(Stored items from a collection)

* * * * *

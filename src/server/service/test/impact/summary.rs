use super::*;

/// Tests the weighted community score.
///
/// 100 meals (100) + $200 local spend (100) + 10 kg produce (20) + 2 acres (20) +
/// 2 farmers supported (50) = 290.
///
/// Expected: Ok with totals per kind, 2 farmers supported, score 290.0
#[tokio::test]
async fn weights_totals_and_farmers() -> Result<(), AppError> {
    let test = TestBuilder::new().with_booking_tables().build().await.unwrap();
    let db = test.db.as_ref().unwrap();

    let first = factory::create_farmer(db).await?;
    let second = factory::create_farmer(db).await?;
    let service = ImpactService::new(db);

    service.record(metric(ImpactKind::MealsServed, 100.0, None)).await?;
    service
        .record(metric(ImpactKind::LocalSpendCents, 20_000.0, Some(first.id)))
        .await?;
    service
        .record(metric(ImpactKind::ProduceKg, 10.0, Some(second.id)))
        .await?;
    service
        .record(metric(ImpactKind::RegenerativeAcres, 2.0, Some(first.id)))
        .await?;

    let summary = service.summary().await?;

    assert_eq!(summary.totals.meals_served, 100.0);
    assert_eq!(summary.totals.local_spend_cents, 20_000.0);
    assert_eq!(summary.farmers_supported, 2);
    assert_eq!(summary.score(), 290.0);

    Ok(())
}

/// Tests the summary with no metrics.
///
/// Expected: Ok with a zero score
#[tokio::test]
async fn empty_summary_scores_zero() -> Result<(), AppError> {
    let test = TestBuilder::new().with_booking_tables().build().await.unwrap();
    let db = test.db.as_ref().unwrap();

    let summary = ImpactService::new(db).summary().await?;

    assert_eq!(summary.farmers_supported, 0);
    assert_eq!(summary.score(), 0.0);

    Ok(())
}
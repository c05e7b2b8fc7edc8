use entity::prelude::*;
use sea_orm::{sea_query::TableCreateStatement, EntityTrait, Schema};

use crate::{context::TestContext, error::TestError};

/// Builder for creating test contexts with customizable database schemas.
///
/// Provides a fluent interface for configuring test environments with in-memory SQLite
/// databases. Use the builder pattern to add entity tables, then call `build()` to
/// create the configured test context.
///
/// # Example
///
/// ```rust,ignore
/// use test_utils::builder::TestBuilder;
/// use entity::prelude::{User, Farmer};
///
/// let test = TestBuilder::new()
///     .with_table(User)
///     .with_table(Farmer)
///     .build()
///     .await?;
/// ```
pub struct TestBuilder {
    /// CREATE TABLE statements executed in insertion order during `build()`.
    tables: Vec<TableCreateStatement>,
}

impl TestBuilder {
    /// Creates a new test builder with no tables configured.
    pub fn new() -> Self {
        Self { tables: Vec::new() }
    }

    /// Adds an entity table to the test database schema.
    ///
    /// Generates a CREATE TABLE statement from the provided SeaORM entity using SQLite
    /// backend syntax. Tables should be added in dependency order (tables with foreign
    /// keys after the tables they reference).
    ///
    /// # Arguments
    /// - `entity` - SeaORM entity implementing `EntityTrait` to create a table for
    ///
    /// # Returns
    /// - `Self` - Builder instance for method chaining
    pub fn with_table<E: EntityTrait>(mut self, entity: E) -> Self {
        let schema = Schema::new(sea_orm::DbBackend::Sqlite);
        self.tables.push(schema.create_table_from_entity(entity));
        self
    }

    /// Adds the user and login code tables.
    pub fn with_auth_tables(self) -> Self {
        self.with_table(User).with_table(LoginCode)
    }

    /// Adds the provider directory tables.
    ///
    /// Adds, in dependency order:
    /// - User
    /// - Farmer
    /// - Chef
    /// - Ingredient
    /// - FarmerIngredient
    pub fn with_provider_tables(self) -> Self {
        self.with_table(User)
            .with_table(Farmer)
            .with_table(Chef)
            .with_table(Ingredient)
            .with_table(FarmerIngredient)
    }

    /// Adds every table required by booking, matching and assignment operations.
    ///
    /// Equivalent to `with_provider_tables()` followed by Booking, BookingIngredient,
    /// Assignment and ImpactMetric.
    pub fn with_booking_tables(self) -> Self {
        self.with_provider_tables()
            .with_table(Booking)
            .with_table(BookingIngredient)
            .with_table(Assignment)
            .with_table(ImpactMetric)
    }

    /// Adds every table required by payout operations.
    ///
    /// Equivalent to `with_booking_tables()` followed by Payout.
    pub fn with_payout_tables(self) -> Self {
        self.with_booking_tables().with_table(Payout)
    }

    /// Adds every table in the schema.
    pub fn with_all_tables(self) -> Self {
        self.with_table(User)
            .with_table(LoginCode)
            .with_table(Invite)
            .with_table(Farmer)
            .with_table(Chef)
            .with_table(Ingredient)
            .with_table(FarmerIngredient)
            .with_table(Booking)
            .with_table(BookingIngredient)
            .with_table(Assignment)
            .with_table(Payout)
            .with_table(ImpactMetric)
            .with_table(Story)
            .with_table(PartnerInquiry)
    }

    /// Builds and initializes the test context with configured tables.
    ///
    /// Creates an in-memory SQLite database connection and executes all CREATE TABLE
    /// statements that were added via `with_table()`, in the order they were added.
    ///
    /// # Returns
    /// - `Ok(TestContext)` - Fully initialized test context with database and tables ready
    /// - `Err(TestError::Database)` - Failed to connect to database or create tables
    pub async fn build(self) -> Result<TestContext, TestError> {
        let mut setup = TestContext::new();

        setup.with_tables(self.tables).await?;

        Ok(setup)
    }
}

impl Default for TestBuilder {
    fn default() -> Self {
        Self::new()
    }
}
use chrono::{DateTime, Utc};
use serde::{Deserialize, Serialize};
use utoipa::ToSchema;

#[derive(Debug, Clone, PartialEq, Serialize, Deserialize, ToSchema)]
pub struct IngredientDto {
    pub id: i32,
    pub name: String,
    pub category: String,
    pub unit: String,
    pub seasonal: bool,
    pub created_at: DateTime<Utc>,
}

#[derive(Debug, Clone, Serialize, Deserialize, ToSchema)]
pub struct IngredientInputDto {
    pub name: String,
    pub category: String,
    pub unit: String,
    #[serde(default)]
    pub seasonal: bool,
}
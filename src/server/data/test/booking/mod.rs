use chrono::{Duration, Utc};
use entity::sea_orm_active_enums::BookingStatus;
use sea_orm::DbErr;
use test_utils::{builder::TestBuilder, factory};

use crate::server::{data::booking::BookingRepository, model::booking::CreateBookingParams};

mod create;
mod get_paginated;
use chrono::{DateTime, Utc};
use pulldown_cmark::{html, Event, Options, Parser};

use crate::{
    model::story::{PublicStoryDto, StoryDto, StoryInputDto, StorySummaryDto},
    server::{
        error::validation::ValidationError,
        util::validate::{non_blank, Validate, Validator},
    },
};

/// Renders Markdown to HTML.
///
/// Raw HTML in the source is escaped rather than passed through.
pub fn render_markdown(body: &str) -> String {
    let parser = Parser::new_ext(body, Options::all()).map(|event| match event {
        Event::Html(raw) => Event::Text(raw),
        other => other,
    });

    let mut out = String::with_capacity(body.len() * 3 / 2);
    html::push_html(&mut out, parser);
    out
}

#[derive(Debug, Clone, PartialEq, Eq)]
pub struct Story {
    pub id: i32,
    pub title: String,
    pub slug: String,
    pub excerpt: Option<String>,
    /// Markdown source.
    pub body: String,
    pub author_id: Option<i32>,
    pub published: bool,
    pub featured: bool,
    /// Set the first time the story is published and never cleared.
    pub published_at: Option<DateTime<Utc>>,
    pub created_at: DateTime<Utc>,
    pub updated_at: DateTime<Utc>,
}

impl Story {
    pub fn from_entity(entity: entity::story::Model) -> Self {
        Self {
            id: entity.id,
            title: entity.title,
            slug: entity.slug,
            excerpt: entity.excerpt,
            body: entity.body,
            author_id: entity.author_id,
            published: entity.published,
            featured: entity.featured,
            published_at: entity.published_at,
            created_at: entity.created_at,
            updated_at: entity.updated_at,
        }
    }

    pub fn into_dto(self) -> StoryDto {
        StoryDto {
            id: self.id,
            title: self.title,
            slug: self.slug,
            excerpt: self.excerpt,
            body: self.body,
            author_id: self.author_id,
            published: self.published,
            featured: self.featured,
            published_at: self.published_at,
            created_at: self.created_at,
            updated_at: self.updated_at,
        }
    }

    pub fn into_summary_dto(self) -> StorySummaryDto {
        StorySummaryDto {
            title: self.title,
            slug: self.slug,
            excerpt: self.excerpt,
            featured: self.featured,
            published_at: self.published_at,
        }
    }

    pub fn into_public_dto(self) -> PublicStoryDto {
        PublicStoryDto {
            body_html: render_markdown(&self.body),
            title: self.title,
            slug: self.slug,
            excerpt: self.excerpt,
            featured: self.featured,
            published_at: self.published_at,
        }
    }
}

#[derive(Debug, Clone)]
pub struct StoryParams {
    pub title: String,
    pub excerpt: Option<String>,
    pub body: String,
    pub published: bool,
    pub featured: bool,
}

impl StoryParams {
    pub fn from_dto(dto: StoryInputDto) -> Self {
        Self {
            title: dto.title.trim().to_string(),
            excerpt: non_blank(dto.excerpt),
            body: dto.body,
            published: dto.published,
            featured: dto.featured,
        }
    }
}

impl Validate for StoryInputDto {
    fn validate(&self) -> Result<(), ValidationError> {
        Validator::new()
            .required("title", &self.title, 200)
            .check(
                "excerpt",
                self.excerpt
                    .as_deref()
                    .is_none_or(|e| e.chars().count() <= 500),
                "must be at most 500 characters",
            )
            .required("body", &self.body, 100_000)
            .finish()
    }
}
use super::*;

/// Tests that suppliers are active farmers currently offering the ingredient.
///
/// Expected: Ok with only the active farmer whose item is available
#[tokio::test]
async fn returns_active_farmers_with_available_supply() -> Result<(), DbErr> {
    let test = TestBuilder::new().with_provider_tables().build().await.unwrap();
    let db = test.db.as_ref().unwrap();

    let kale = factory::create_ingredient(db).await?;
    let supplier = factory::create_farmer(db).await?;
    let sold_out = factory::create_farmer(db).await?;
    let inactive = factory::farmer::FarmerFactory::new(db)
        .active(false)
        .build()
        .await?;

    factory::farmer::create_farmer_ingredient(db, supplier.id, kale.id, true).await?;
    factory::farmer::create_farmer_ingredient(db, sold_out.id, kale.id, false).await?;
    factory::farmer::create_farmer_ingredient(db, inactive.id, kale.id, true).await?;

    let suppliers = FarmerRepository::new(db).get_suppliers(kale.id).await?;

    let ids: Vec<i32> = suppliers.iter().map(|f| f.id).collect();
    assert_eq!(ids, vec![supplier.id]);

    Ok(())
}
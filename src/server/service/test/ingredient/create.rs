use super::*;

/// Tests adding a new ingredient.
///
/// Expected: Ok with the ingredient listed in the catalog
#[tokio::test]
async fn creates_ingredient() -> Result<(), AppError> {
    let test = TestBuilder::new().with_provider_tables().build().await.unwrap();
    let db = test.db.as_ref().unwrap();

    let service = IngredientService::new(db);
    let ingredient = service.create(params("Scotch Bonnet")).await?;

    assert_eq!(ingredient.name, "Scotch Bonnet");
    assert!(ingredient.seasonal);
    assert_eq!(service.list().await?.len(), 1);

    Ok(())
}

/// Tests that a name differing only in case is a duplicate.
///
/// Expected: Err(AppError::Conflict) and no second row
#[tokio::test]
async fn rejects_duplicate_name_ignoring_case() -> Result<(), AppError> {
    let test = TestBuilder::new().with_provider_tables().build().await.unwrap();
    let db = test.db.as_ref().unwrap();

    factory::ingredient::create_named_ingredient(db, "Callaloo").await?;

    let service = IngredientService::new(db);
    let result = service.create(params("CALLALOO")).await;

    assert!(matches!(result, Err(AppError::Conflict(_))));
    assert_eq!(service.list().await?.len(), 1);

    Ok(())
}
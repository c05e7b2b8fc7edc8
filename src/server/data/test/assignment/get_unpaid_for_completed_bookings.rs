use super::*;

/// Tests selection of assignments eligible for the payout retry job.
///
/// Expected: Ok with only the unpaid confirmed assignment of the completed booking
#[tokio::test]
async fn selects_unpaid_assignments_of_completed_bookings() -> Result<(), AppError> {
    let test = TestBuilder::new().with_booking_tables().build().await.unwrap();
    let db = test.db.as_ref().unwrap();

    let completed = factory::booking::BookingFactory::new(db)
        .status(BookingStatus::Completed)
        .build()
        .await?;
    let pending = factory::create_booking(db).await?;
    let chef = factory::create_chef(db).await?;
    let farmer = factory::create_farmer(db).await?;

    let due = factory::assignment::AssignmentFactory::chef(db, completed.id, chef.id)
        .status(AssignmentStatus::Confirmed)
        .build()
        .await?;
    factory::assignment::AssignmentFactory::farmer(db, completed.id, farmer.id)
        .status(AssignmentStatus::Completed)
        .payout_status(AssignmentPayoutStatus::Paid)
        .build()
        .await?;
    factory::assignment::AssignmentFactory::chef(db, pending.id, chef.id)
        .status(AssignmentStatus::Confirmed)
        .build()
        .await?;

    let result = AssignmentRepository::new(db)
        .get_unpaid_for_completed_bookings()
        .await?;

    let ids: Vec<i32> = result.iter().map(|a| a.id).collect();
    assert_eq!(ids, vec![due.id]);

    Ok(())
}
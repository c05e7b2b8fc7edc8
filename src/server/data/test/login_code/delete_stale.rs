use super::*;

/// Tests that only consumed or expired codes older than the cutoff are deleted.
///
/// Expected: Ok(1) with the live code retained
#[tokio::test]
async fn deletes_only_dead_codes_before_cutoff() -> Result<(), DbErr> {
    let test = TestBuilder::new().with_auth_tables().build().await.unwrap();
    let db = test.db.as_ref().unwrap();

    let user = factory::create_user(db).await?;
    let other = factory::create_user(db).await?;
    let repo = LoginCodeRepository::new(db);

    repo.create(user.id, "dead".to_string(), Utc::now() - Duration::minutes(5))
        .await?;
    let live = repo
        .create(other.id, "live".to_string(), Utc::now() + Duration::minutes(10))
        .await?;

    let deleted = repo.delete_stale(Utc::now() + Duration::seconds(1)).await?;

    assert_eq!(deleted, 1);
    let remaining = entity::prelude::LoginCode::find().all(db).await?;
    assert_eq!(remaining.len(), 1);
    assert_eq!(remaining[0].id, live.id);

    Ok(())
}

* * * * *

▶ What is needed: Wherever a line above contains the string "ToSchema", copy that line.

▶ Response area:
use utoipa::ToSchema;
#[derive(Debug, Clone, PartialEq, Serialize, Deserialize, ToSchema)]
#[derive(Debug, Clone, Serialize, Deserialize, ToSchema)]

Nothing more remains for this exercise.